William L White and Larry Davidson are two of my recovery ‘heroes’. In this 2013 paper from his website, Bill interviews Larry about mental health recovery. As the former says, Larry was ‘one of the earliest pioneers in studying and promoting the concept of recovery related to severe mental illness.’ Here are Larry’s answers to two of Bill’s questions. [I have shortened the paragraphs for easier online reading.]
‘Bill White: How is the emergence of recovery as a new organizing paradigm changing the design and delivery of mental health services in the United States?

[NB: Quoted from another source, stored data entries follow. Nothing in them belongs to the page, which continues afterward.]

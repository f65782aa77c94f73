use std::cmp::Ordering;

use crate::{
    storage::{Schema, Tuple, Value},
    types::DbResult,
};

use super::Executor;

#[derive(Clone, Copy)]
pub enum SortDirection {
    Asc,
    Desc,
}

/// Eagerly drains its child into memory at `open`, sorts once, and
/// serves rows from the buffer afterward. There is no external sort:
/// the engine has no spill-to-disk path, so a sort that doesn't fit in
/// memory just doesn't fit.
pub struct SortExec {
    child: Box<dyn Executor>,
    keys: Vec<(usize, SortDirection)>,
    limit: Option<usize>,
    buffer: Vec<Tuple>,
    cursor: usize,
}

impl SortExec {
    pub fn new(child: Box<dyn Executor>, keys: Vec<(usize, SortDirection)>, limit: Option<usize>) -> Self {
        Self { child, keys, limit, buffer: Vec::new(), cursor: 0 }
    }

    fn compare(&self, a: &Tuple, b: &Tuple) -> Ordering {
        for &(field, dir) in &self.keys {
            let cmp = Self::compare_values(a.get(field), b.get(field));
            let cmp = match dir {
                SortDirection::Asc => cmp,
                SortDirection::Desc => cmp.reverse(),
            };
            if cmp != Ordering::Equal {
                return cmp;
            }
        }
        Ordering::Equal
    }

    fn compare_values(a: &Value, b: &Value) -> Ordering {
        a.partial_cmp(b).unwrap_or(Ordering::Equal)
    }
}

impl Executor for SortExec {
    fn open(&mut self) -> DbResult<()> {
        self.child.open()?;
        self.buffer.clear();
        while let Some(tuple) = self.child.next()? {
            self.buffer.push(tuple);
        }
        self.child.close()?;
        self.buffer.sort_by(|a, b| self.compare(a, b));
        if let Some(limit) = self.limit {
            self.buffer.truncate(limit);
        }
        self.cursor = 0;
        Ok(())
    }

    fn next(&mut self) -> DbResult<Option<Tuple>> {
        if self.cursor >= self.buffer.len() {
            return Ok(None);
        }
        let tuple = self.buffer[self.cursor].clone();
        self.cursor += 1;
        Ok(Some(tuple))
    }

    fn close(&mut self) -> DbResult<()> {
        self.buffer.clear();
        self.cursor = 0;
        Ok(())
    }

    fn schema(&self) -> &Schema {
        self.child.schema()
    }
}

Larry Davidson: I think the biggest change that the recovery paradigm has introduced, and the change that poses the most difficulty for traditional clinicians to understand and accept, is that recovery is primarily the responsibility of the person rather than the practitioner.
In the past, we practitioners thought we were responsible for “treating” people, for fixing people, and that after we fixed them, or cured them, they would then go back to their lives and go about their business.

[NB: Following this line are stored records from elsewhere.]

use core::fmt;
use std::sync::atomic::{AtomicU32, Ordering};

use log::debug;

use crate::{database::Database, types::VoidResult};

use super::recovery::RecoveryManager;

pub type TransactionID = u32;

static NEXT_TRANSACTION_ID: AtomicU32 = AtomicU32::new(1);

/// A unit of work bounded by strict two-phase locking: every lock it
/// acquires (via the executors it backs) is held until `commit` or
/// `abort`, both of which release everything at once. Holding a
/// `Transaction` does not pin any resource by itself; it is just the
/// id recovery and the lock/log managers key their bookkeeping on.
#[derive(Eq, PartialEq, Clone)]
pub struct Transaction {
    id: TransactionID,
}

impl Transaction {
    pub fn new() -> Self {
        let id = NEXT_TRANSACTION_ID.fetch_add(1, Ordering::Relaxed);
        let instance = Self { id };

        Database::mut_log_manager().log_begin(id).expect("log begin failed");
        Database::mut_lock_manager().begin(id);
        debug!("started {}", instance);
        instance
    }

    pub fn get_id(&self) -> TransactionID {
        self.id
    }

    /// Durably records the commit, then releases every lock this
    /// transaction is holding. The WAL invariant (log before page) is
    /// enforced by the buffer pool itself when it eventually evicts or
    /// explicitly flushes the pages this transaction dirtied, so commit
    /// does not need to force them out here.
    pub fn commit(&self) -> VoidResult {
        Database::mut_log_manager().log_commit(self.id)?;
        Database::mut_lock_manager().release_all(self);
        Database::mut_lock_manager().mark_committed(self.id);
        debug!("committed {}", self);
        Ok(())
    }

    /// Undoes every change this transaction logged, in reverse order,
    /// then writes the durable abort marker and releases its locks.
    pub fn abort(&self) -> VoidResult {
        {
            let log_manager = Database::log_manager();
            let mut buffer_pool = Database::mut_buffer_pool();
            let catalog = Database::catalog();
            RecoveryManager::undo_transaction(self.id, &log_manager, &mut buffer_pool, &catalog)?;
        }
        Database::mut_log_manager().log_abort(self.id)?;
        Database::mut_lock_manager().release_all(self);
        Database::mut_lock_manager().mark_aborted(self.id);
        debug!("aborted {}", self);
        Ok(())
    }
}

impl Default for Transaction {
    fn default() -> Self {
        Self::new()
    }
}

impl std::hash::Hash for Transaction {
    fn hash<H: std::hash::Hasher>(&self, state: &mut H) {
        self.id.hash(state);
    }
}

impl fmt::Display for Transaction {
    fn fmt(&self, f: &mut fmt::Formatter) -> fmt::Result {
        write!(f, "tx_{}", self.id)
    }
}

impl fmt::Debug for Transaction {
    fn fmt(&self, f: &mut fmt::Formatter) -> fmt::Result {
        write!(f, "{}", self)
    }
}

What the recovery paradigm has taught us is that people are active agents in their own lives whether well or ill, and that recovery does not come about through their passively following the instructions or guidance of others, no matter how well-trained or well-intended those others may be.
We cannot “do” recovery to or for other people. We cannot make decisions for people and expect them to learn how to make better choices for themselves.
So practitioners need to move from an expert/authority position to that of a consultant or coach, and while these roles are much more effective and gratifying, they are not the role that most practitioners were trained for.
Bill White: What have you found to be the major sources of resistance to the emergence of recovery as an organizing concept?
Larry Davidson: In addition to needing to cede power and authority over the person’s life back to the person him or herself, the other major sources of resistance seem to stem from the discriminatory attitude our respective disciplines, or the field as a whole, has had toward persons with serious mental illnesses.
Pat Deegan has described this attitude as one of “mentalism,” as it parallels other “isms” like racism and sexism, and other forms of prejudice.
Practitioners have a hard time believing that persons with serious mental illnesses can still be competent, intelligent, mature adults. They have a hard time viewing people with serious mental illnesses as worthy of love and capable of loving others.
It’s as if accepting that people with psychotic disorders are still human beings – with all of the rights to respect, dignity, and autonomy that come with that – poses some fundamental challenge to how people understand the meaning of their own lives.
If this person can be irrational, can talk nonsense (either by not making sense or by describing experiences I and others don’t typically have, like hearing voices), and cannot seem to complete school or hold down a respectable job, and if he or she is still worthy of dignity and respect, then what do I work so hard for?
It seems like in some ways, persons with serious mental illnesses may be one of the few remaining groups of people who it is acceptable to look down on in order to feel good about ourselves. We can no longer discriminate against people of different races or sexual orientations, and we can no longer discriminate against women, even though of course we still do.
But it can be very difficult for practitioners to understand that we have, and continue to, discriminate against persons with serious mental illnesses in the same way.
And because practitioners seldom have the opportunity to see people recover over time, they remain skeptical of the possibility of recovery, not believing that you can lead a normal life while still having a mental illness.
But this, too, is changing, as more practitioners see more and more people in recovery, and as more people in recovery become visible role models.’